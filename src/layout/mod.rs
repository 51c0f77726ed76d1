//! # Block Layout
//!
//! A deterministic [`LayoutProbe`] for running the paginator without a
//! browser: dry runs from the CLI, server-side previews, and tests.
//!
//! The model is deliberately plain:
//!
//! 1. Elements stack vertically. Margins do not collapse.
//! 2. An explicit `height` is a border-box height; otherwise the height is
//!    padding plus content.
//! 3. Runs of text and inline elements become lines of `line_height` pixels,
//!    `chars_per_line` characters each.
//! 4. A page is a fixed-height box. Its header is pinned to the top, its
//!    footer to the bottom, and its body starts at the page top and grows
//!    with its content, so an overfull body sticks out past the page bottom
//!    where the paginator can see it.
//!
//! Geometry for the whole document is computed in one sweep and cached for
//! the document revision it was taken at.

use std::cell::RefCell;
use std::collections::HashMap;

use serde::{Deserialize, Serialize};

use crate::config::Markers;
use crate::dom::{Document, NodeId, NodeKind};
use crate::geometry::{BoxMetrics, LayoutProbe};
use crate::style::{parse_length, InlineStyle};

const INLINE_ELEMENTS: &[&str] = &[
    "a", "abbr", "b", "bdi", "bdo", "br", "cite", "code", "em", "i", "kbd", "label", "mark", "q",
    "s", "samp", "small", "span", "strong", "sub", "sup", "time", "u", "var",
];

const NOT_RENDERED: &[&str] = &[
    "head", "script", "style", "title", "meta", "link", "template", "noscript",
];

/// Settings for [`BlockLayout`].
#[derive(Debug, Clone, Serialize, Deserialize)]
#[serde(rename_all = "camelCase", default)]
pub struct BlockLayoutConfig {
    /// Height of a page without an explicit `height`. US Letter at 96 dpi.
    pub page_height: f64,
    pub line_height: f64,
    pub chars_per_line: usize,
}

impl Default for BlockLayoutConfig {
    fn default() -> Self {
        Self {
            page_height: 1056.0,
            line_height: 20.0,
            chars_per_line: 90,
        }
    }
}

type Snapshot = (u64, u64, HashMap<NodeId, BoxMetrics>);

/// Block-flow layout probe.
#[derive(Debug)]
pub struct BlockLayout {
    config: BlockLayoutConfig,
    markers: Markers,
    cache: RefCell<Option<Snapshot>>,
}

impl BlockLayout {
    pub fn new(config: BlockLayoutConfig, markers: Markers) -> Self {
        Self {
            config,
            markers,
            cache: RefCell::new(None),
        }
    }

    fn snapshot_is_current(&self, doc: &Document) -> bool {
        matches!(&*self.cache.borrow(), Some((id, rev, _)) if *id == doc.id() && *rev == doc.revision())
    }

    fn refresh(&self, doc: &Document) {
        if self.snapshot_is_current(doc) {
            return;
        }
        let mut flow = Flow {
            doc,
            markers: &self.markers,
            config: &self.config,
            boxes: HashMap::new(),
        };
        flow.place_children(doc.root(), 0.0);
        *self.cache.borrow_mut() = Some((doc.id(), doc.revision(), flow.boxes));
    }
}

impl LayoutProbe for BlockLayout {
    fn measure(&self, doc: &Document, node: NodeId) -> Option<BoxMetrics> {
        if !doc.is_attached(node) {
            return None;
        }
        self.refresh(doc);
        self.cache
            .borrow()
            .as_ref()
            .and_then(|(_, _, boxes)| boxes.get(&node).copied())
    }

    fn detach(&self) {
        self.cache.borrow_mut().take();
    }
}

/// One layout sweep over a document.
struct Flow<'a> {
    doc: &'a Document,
    markers: &'a Markers,
    config: &'a BlockLayoutConfig,
    boxes: HashMap<NodeId, BoxMetrics>,
}

impl Flow<'_> {
    fn is_inline(&self, node: NodeId) -> bool {
        match self.doc.kind(node) {
            NodeKind::Text(_) => true,
            NodeKind::Element(el) => INLINE_ELEMENTS.contains(&el.name.as_str()),
            _ => false,
        }
    }

    fn style_of(&self, node: NodeId) -> InlineStyle {
        InlineStyle::parse(self.doc.attr(node, "style").unwrap_or(""))
    }

    /// Lay out the children of `parent` starting at `y`; returns the height
    /// they occupy.
    fn place_children(&mut self, parent: NodeId, y: f64) -> f64 {
        let doc = self.doc;
        let mut cursor = y;
        let mut run: Vec<NodeId> = Vec::new();
        for &child in doc.children(parent) {
            match doc.kind(child) {
                NodeKind::Element(_) | NodeKind::Text(_) if self.is_inline(child) => run.push(child),
                NodeKind::Element(_) => {
                    cursor += self.flush_inline(&mut run, cursor);
                    cursor += self.place(child, cursor);
                }
                _ => {}
            }
        }
        cursor += self.flush_inline(&mut run, cursor);
        cursor - y
    }

    /// Turn a run of inline content into line boxes.
    fn flush_inline(&mut self, run: &mut Vec<NodeId>, y: f64) -> f64 {
        if run.is_empty() {
            return 0.0;
        }
        let text: String = run.iter().map(|&n| self.doc.text_content(n)).collect();
        let chars = text.split_whitespace().collect::<Vec<_>>().join(" ").chars().count();
        let lines = chars.div_ceil(self.config.chars_per_line.max(1));
        let height = lines as f64 * self.config.line_height;
        for node in run.drain(..) {
            if self.doc.is_element(node) {
                let line_box = BoxMetrics {
                    top: y,
                    bottom: y + height,
                    height,
                    ..Default::default()
                };
                self.boxes.insert(node, line_box);
                for inner in self.doc.descendants(node) {
                    if self.doc.is_element(inner) {
                        self.boxes.insert(inner, line_box);
                    }
                }
            }
        }
        height
    }

    /// Lay out one element with its margin box starting at `y`; returns
    /// its outer height.
    fn place(&mut self, node: NodeId, y: f64) -> f64 {
        let doc = self.doc;
        let tag = doc.tag(node).unwrap_or("");
        let style = self.style_of(node);
        if NOT_RENDERED.contains(&tag) || style.is_hidden() {
            self.collapse(node, y);
            return 0.0;
        }

        let margin = style.margin();
        let padding = style.padding();
        let top = y + margin.top;

        let height = if doc.has_class(node, &self.markers.page) {
            self.place_page(node, top, &style)
        } else if tag == "img" {
            style
                .height()
                .or_else(|| doc.attr(node, "height").and_then(parse_length))
                .unwrap_or(0.0)
        } else {
            let content = self.place_children(node, top + padding.top);
            style
                .height()
                .unwrap_or(padding.top + content + padding.bottom)
        };

        self.boxes.insert(
            node,
            BoxMetrics {
                top,
                bottom: top + height,
                height,
                padding_top: padding.top,
                padding_bottom: padding.bottom,
                margin_top: margin.top,
                margin_bottom: margin.bottom,
                avoid_break_inside: style.avoids_break_inside(),
            },
        );
        margin.top + height + margin.bottom
    }

    /// A page: fixed height, pinned header/footer, overlaid body.
    fn place_page(&mut self, page: NodeId, top: f64, style: &InlineStyle) -> f64 {
        let height = style.height().unwrap_or(self.config.page_height);
        let bottom = top + height;
        let mut cursor = top + style.padding().top;

        let doc = self.doc;
        for child in doc.element_children(page) {
            let el = doc.element(child);
            let is_header = el.is_some_and(|e| e.name == "header" || e.has_class(&self.markers.header));
            let is_footer = el.is_some_and(|e| e.name == "footer" || e.has_class(&self.markers.footer));
            let is_body = el.is_some_and(|e| e.has_class(&self.markers.body));

            if is_header || is_body {
                self.place(child, top);
            } else if is_footer {
                let outer = self.place(child, top);
                self.shift(child, bottom - top - outer);
            } else {
                cursor += self.place(child, cursor);
            }
        }
        height
    }

    /// Move an already placed subtree down by `dy`.
    fn shift(&mut self, node: NodeId, dy: f64) {
        let mut nodes = vec![node];
        nodes.extend(self.doc.descendants(node));
        for n in nodes {
            if let Some(b) = self.boxes.get_mut(&n) {
                b.top += dy;
                b.bottom += dy;
            }
        }
    }

    fn collapse(&mut self, node: NodeId, y: f64) {
        let empty = BoxMetrics {
            top: y,
            bottom: y,
            ..Default::default()
        };
        self.boxes.insert(node, empty);
        for inner in self.doc.descendants(node) {
            if self.doc.is_element(inner) {
                self.boxes.insert(inner, empty);
            }
        }
    }
}

#[cfg(test)]
mod tests {
    use super::*;
    use crate::dom::html;

    fn layout() -> BlockLayout {
        BlockLayout::new(
            BlockLayoutConfig {
                page_height: 800.0,
                line_height: 20.0,
                chars_per_line: 10,
            },
            Markers::default(),
        )
    }

    fn find(doc: &Document, id: &str) -> NodeId {
        doc.element_by_id(id).unwrap()
    }

    #[test]
    fn blocks_stack_with_margins_and_padding() {
        let doc = html::parse(
            r#"<div id="outer" style="padding: 10px"><div id="a" style="height: 100px; margin-bottom: 5px"></div><div id="b" style="height: 50px"></div></div>"#,
        )
        .unwrap();
        let probe = layout();
        let outer = probe.measure(&doc, find(&doc, "outer")).unwrap();
        let b = probe.measure(&doc, find(&doc, "b")).unwrap();
        assert_eq!(outer.height, 10.0 + 100.0 + 5.0 + 50.0 + 10.0);
        assert_eq!(b.top, 10.0 + 105.0);
        assert_eq!(outer.padding_top, 10.0);
    }

    #[test]
    fn text_wraps_into_lines() {
        let doc = html::parse(r#"<p id="p">aaaaa bbbbb <span id="s">ccccc</span></p>"#).unwrap();
        let probe = layout();
        // 17 characters at 10 per line.
        assert_eq!(probe.measure(&doc, find(&doc, "p")).unwrap().height, 40.0);
        assert_eq!(probe.measure(&doc, find(&doc, "s")).unwrap().height, 40.0);
    }

    #[test]
    fn page_pins_header_and_footer() {
        let doc = html::parse(
            r#"<div class="page" id="pg"><div class="page-header" id="h" style="height: 40px"></div><div class="page-body" id="body"><div style="height: 900px"></div></div><div class="page-footer" id="f" style="height: 30px"></div></div><div class="page" id="pg2"></div>"#,
        )
        .unwrap();
        let probe = layout();
        let page = probe.measure(&doc, find(&doc, "pg")).unwrap();
        let footer = probe.measure(&doc, find(&doc, "f")).unwrap();
        let body = probe.measure(&doc, find(&doc, "body")).unwrap();
        let next = probe.measure(&doc, find(&doc, "pg2")).unwrap();
        assert_eq!(page.height, 800.0);
        assert_eq!(footer.top, 770.0);
        assert_eq!(body.top, 0.0);
        assert_eq!(body.bottom, 900.0);
        assert_eq!(next.top, 800.0);
    }

    #[test]
    fn cache_follows_revisions() {
        let mut doc = html::parse(r#"<div id="a" style="height: 10px"></div>"#).unwrap();
        let probe = layout();
        let a = find(&doc, "a");
        assert_eq!(probe.measure(&doc, a).unwrap().height, 10.0);
        doc.set_attr(a, "style", "height: 30px");
        assert_eq!(probe.measure(&doc, a).unwrap().height, 30.0);
        doc.remove(a);
        assert!(probe.measure(&doc, a).is_none());
    }

    #[test]
    fn hidden_and_head_content_take_no_space() {
        let doc = html::parse(
            r#"<head><title>x</title></head><div id="h" style="display: none; height: 50px"></div><div id="v" style="height: 5px"></div>"#,
        )
        .unwrap();
        let probe = layout();
        assert_eq!(probe.measure(&doc, find(&doc, "h")).unwrap().height, 0.0);
        assert_eq!(probe.measure(&doc, find(&doc, "v")).unwrap().top, 0.0);
    }
}
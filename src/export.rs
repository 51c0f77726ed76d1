//! # Export Pipeline
//!
//! HTML in, paginated HTML (or PDF bytes) out. Each export mounts its own
//! copy of the document on a rendering surface, paginates it there, and
//! tears the surface down on every exit path.
//!
//! ```text
//!   html ─→ [Surface::mount] ─→ paginate ─→ serialize ─→ RenderRequest ─→ backend ─→ PDF
//!                 └──────────── detach on drop ───────────┘
//! ```

use base64::Engine;
use miniz_oxide::deflate::compress_to_vec_zlib;
use miniz_oxide::inflate::decompress_to_vec_zlib;
use serde::{Deserialize, Serialize};

use crate::config::PaginationConfig;
use crate::dom::{html, Document};
use crate::error::FolioError;
use crate::geometry::LayoutProbe;
use crate::paginate::{paginate, PaginationReport};
use crate::style::Edges;

/// An isolated document mounted on a layout probe.
///
/// Dropping the surface detaches it from the probe, whether the export
/// finished, failed, or returned early.
pub struct Surface<'p> {
    probe: &'p dyn LayoutProbe,
    doc: Document,
}

impl<'p> Surface<'p> {
    /// Parse `html` into a fresh document and attach it to `probe`.
    pub fn mount(html: &str, probe: &'p dyn LayoutProbe) -> Result<Self, FolioError> {
        let doc = html::parse(html)?;
        let surface = Self { probe, doc };
        surface.probe.attach(&surface.doc)?;
        log::debug!("mounted document {} ({} nodes)", surface.doc.id(), surface.doc.node_count());
        Ok(surface)
    }

    pub fn document(&self) -> &Document {
        &self.doc
    }

    pub fn document_mut(&mut self) -> &mut Document {
        &mut self.doc
    }

    pub fn paginate(&mut self, config: &PaginationConfig) -> PaginationReport {
        paginate(&mut self.doc, self.probe, config)
    }

    pub fn to_html(&self) -> String {
        html::serialize(&self.doc)
    }
}

impl Drop for Surface<'_> {
    fn drop(&mut self) {
        self.probe.detach();
        log::debug!("detached document {}", self.doc.id());
    }
}

/// Paginated markup plus what the engine did to it.
#[derive(Debug, Clone, Serialize)]
pub struct Paginated {
    pub html: String,
    pub report: PaginationReport,
}

/// Paginate an HTML document on its own surface.
pub fn export_html(
    html: &str,
    probe: &dyn LayoutProbe,
    config: &PaginationConfig,
) -> Result<Paginated, FolioError> {
    let mut surface = Surface::mount(html, probe)?;
    let report = surface.paginate(config);
    Ok(Paginated {
        html: surface.to_html(),
        report,
    })
}

// ── Render backend contract ─────────────────────────────────────

/// Sheet size requested from the conversion service.
#[derive(Debug, Clone, Copy, Default, PartialEq, Eq, Serialize, Deserialize)]
pub enum PageFormat {
    #[default]
    Letter,
    A4,
    Legal,
}

/// Layout options sent along with the document.
#[derive(Debug, Clone, PartialEq, Serialize, Deserialize)]
#[serde(rename_all = "camelCase", default)]
pub struct RenderOptions {
    pub format: PageFormat,
    /// Printer margins in CSS pixels. Pages carry their own padding, so
    /// these are usually zero.
    pub margins: Edges,
    /// How long the service lets the document settle before printing.
    pub settle_delay_ms: u64,
    /// Send the HTML zlib-compressed and base64-encoded.
    pub compress: bool,
}

impl Default for RenderOptions {
    fn default() -> Self {
        Self {
            format: PageFormat::Letter,
            margins: Edges::default(),
            settle_delay_ms: 500,
            compress: true,
        }
    }
}

/// Body of the conversion request.
#[derive(Debug, Clone, PartialEq, Serialize, Deserialize)]
#[serde(rename_all = "camelCase")]
pub struct RenderRequest {
    #[serde(skip_serializing_if = "Option::is_none")]
    pub html: Option<String>,
    #[serde(skip_serializing_if = "Option::is_none")]
    pub html_deflate_base64: Option<String>,
    /// `identity` or `deflate-base64`.
    pub encoding: String,
    pub options: RenderOptions,
}

impl RenderRequest {
    pub fn new(html: &str, options: RenderOptions) -> Self {
        if options.compress {
            let packed = compress_to_vec_zlib(html.as_bytes(), 6);
            Self {
                html: None,
                html_deflate_base64: Some(base64::engine::general_purpose::STANDARD.encode(packed)),
                encoding: "deflate-base64".to_string(),
                options,
            }
        } else {
            Self {
                html: Some(html.to_string()),
                html_deflate_base64: None,
                encoding: "identity".to_string(),
                options,
            }
        }
    }

    /// Recover the document markup, as the service would.
    pub fn decode_html(&self) -> Result<String, FolioError> {
        if let Some(html) = &self.html {
            return Ok(html.clone());
        }
        let encoded = self.html_deflate_base64.as_deref().ok_or_else(|| FolioError::Backend {
            status: None,
            message: "request carries no document".to_string(),
        })?;
        let packed = base64::engine::general_purpose::STANDARD
            .decode(encoded)
            .map_err(|e| FolioError::Backend {
                status: None,
                message: format!("invalid base64 payload: {e}"),
            })?;
        let raw = decompress_to_vec_zlib(&packed).map_err(|e| FolioError::Backend {
            status: None,
            message: format!("invalid deflate payload: {e:?}"),
        })?;
        String::from_utf8(raw).map_err(|e| FolioError::Backend {
            status: None,
            message: format!("payload is not UTF-8: {e}"),
        })
    }
}

#[derive(Debug, Deserialize)]
struct ErrorEnvelope {
    error: Option<String>,
    message: Option<String>,
    details: Option<serde_json::Value>,
}

/// Interpret a conversion response: PDF bytes on success, otherwise the
/// service's JSON error envelope as [`FolioError::Backend`].
pub fn decode_render_response(
    status: u16,
    content_type: Option<&str>,
    body: &[u8],
) -> Result<Vec<u8>, FolioError> {
    let is_pdf = content_type.is_some_and(|ct| ct.trim_start().starts_with("application/pdf"))
        || body.starts_with(b"%PDF");
    if (200..300).contains(&status) && is_pdf {
        return Ok(body.to_vec());
    }

    let status = Some(status);
    let message = match serde_json::from_slice::<ErrorEnvelope>(body) {
        Ok(envelope) => {
            let mut message = envelope
                .error
                .or(envelope.message)
                .unwrap_or_else(|| "unknown error".to_string());
            match envelope.details {
                Some(serde_json::Value::String(details)) => message = format!("{message} ({details})"),
                Some(details) if !details.is_null() => message = format!("{message} ({details})"),
                _ => {}
            }
            message
        }
        Err(_) => format!(
            "unexpected {} response of {} bytes",
            content_type.unwrap_or("untyped"),
            body.len()
        ),
    };
    Err(FolioError::Backend { status, message })
}

/// Something that turns final HTML into PDF bytes.
pub trait RenderBackend {
    fn render(&self, request: &RenderRequest) -> Result<Vec<u8>, FolioError>;
}

/// Conversion service reached over HTTP.
#[cfg(feature = "http")]
pub struct HttpBackend {
    endpoint: String,
    client: reqwest::blocking::Client,
}

#[cfg(feature = "http")]
impl HttpBackend {
    pub fn new(endpoint: impl Into<String>) -> Result<Self, FolioError> {
        let client = reqwest::blocking::Client::builder()
            .timeout(std::time::Duration::from_secs(120))
            .build()?;
        Ok(Self {
            endpoint: endpoint.into(),
            client,
        })
    }
}

#[cfg(feature = "http")]
impl RenderBackend for HttpBackend {
    fn render(&self, request: &RenderRequest) -> Result<Vec<u8>, FolioError> {
        log::info!("posting document to {}", self.endpoint);
        let response = self.client.post(&self.endpoint).json(request).send()?;
        let status = response.status().as_u16();
        let content_type = response
            .headers()
            .get(reqwest::header::CONTENT_TYPE)
            .and_then(|v| v.to_str().ok())
            .map(str::to_string);
        let body = response.bytes()?;
        decode_render_response(status, content_type.as_deref(), &body)
    }
}

/// Paginate `html` and hand the result to `backend`.
pub fn export_pdf(
    html: &str,
    probe: &dyn LayoutProbe,
    config: &PaginationConfig,
    options: RenderOptions,
    backend: &dyn RenderBackend,
) -> Result<Vec<u8>, FolioError> {
    let paginated = export_html(html, probe, config)?;
    if paginated.report.overflowing_pages > 0 {
        log::warn!(
            "{} page(s) still overflow; rendering anyway",
            paginated.report.overflowing_pages
        );
    }
    let request = RenderRequest::new(&paginated.html, options);
    backend.render(&request)
}
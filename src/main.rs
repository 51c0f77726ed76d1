//! # Folio CLI
//!
//! Usage:
//!   folio proposal.html -o paginated.html
//!   cat proposal.html | folio -o paginated.html --report
//!   folio proposal.html -o paginated.html --pdf proposal.pdf --endpoint http://localhost:3000/render
//!   folio --example > proposal.html

use std::fs;
use std::io::{self, Read};
use std::path::PathBuf;
use std::process;

use clap::Parser;
use folio::{paginate_html, BlockLayoutConfig, FolioError, PaginationConfig};

#[derive(Parser, Debug)]
#[command(version, about = "Repaginate a styled HTML proposal into printable pages")]
struct Args {
    /// Input HTML file. Reads stdin when omitted.
    input: Option<PathBuf>,

    /// Where to write the paginated HTML.
    #[arg(short, long, default_value = "paginated.html")]
    output: PathBuf,

    /// Pagination settings as JSON. Missing fields keep their defaults.
    #[arg(long)]
    config: Option<PathBuf>,

    /// Height of a page without an explicit height, in CSS pixels.
    #[arg(long)]
    page_height: Option<f64>,

    /// Print the pagination report as JSON on stdout.
    #[arg(long)]
    report: bool,

    /// Also render a PDF through the conversion service.
    #[arg(long, requires = "endpoint")]
    pdf: Option<PathBuf>,

    /// URL of the HTML-to-PDF conversion service.
    #[arg(long)]
    endpoint: Option<String>,

    /// Print a sample proposal and exit.
    #[arg(long)]
    example: bool,
}

fn main() {
    env_logger::Builder::from_env(env_logger::Env::default().default_filter_or("warn")).init();
    let args = Args::parse();

    if args.example {
        print!("{}", example_proposal_html());
        return;
    }

    if let Err(e) = run(&args) {
        eprintln!("✗ {e}");
        process::exit(1);
    }
}

fn run(args: &Args) -> Result<(), FolioError> {
    let input = match &args.input {
        Some(path) => fs::read_to_string(path)?,
        None => {
            let mut buf = String::new();
            io::stdin().read_to_string(&mut buf)?;
            buf
        }
    };

    let config = match &args.config {
        Some(path) => PaginationConfig::from_json(&fs::read_to_string(path)?)?,
        None => PaginationConfig::default(),
    };
    let mut layout = BlockLayoutConfig::default();
    if let Some(h) = args.page_height {
        layout.page_height = h;
    }

    let paginated = paginate_html(&input, layout, &config)?;
    fs::write(&args.output, &paginated.html)?;
    eprintln!(
        "✓ {} page(s) written to {}",
        paginated.report.pages,
        args.output.display()
    );
    if paginated.report.overflowing_pages > 0 {
        eprintln!("! {} page(s) still overflow", paginated.report.overflowing_pages);
    }

    if args.report {
        let json = serde_json::to_string_pretty(&paginated.report)?;
        println!("{json}");
    }

    if let (Some(pdf_path), Some(endpoint)) = (&args.pdf, &args.endpoint) {
        render_pdf(&paginated.html, endpoint, pdf_path)?;
    }
    Ok(())
}

#[cfg(feature = "http")]
fn render_pdf(html: &str, endpoint: &str, path: &std::path::Path) -> Result<(), FolioError> {
    use folio::export::{HttpBackend, RenderBackend, RenderOptions, RenderRequest};

    let backend = HttpBackend::new(endpoint)?;
    let pdf = backend.render(&RenderRequest::new(html, RenderOptions::default()))?;
    fs::write(path, &pdf)?;
    eprintln!("✓ Written {} bytes to {}", pdf.len(), path.display());
    Ok(())
}

#[cfg(not(feature = "http"))]
fn render_pdf(_html: &str, _endpoint: &str, _path: &std::path::Path) -> Result<(), FolioError> {
    Err(FolioError::Surface(
        "PDF output needs folio built with the `http` feature".to_string(),
    ))
}

fn example_proposal_html() -> &'static str {
    r##"<!DOCTYPE html>
<html>
<head><title>Proposal</title></head>
<body>
<div class="page cover">
  <div class="page-body"><h1>Platform Modernization Proposal</h1><p>Prepared for Acme Corp</p></div>
</div>
<div class="page toc">
  <div class="page-header" style="height: 60px">Acme Corp</div>
  <div class="page-body">
    <h1 class="toc-title">Table of Contents</h1>
    <ol class="toc-list"></ol>
  </div>
  <div class="page-footer" style="height: 40px">Page <span class="page-number"></span> of <span class="page-total"></span></div>
</div>
<div class="page">
  <div class="page-header" style="height: 60px">Acme Corp</div>
  <div class="page-body">
    <h2>Executive Summary</h2>
    <p>Acme runs its order pipeline on a monolith that has outgrown its hosting. This proposal moves it onto managed services in three phases, each independently shippable.</p>
    <h2>Scope</h2>
    <h3>Assessment</h3>
    <p>Two weeks of interviews and code review to map every integration.</p>
    <h3>Migration</h3>
    <div class="component-layout" style="height: 420px"><img src="architecture.png" height="380"><p>Target architecture</p></div>
    <h3>Hand-over</h3>
    <p>Runbooks, training and a four-week hypercare period.</p>
    <div class="page-break"></div>
    <h2>Proposed Pricing</h2>
    <table><tr><th>Phase</th><th>Fee</th></tr><tr><td>Assessment</td><td>$24,000</td></tr><tr><td>Migration</td><td>$180,000</td></tr></table>
  </div>
  <div class="page-footer" style="height: 40px">Page <span class="page-number"></span> of <span class="page-total"></span></div>
</div>
</body>
</html>
"##
}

-=-=-=-=-

If a line of the data holds the string "status", list it.

# Answer to this task:
            status: None,
                status: None,
            status: None,
            status: None,
    status: u16,
    if (200..300).contains(&status) && is_pdf {
    let status = Some(status);
    Err(FolioError::Backend { status, message })
        let status = response.status().as_u16();
        decode_render_response(status, content_type.as_deref(), &body)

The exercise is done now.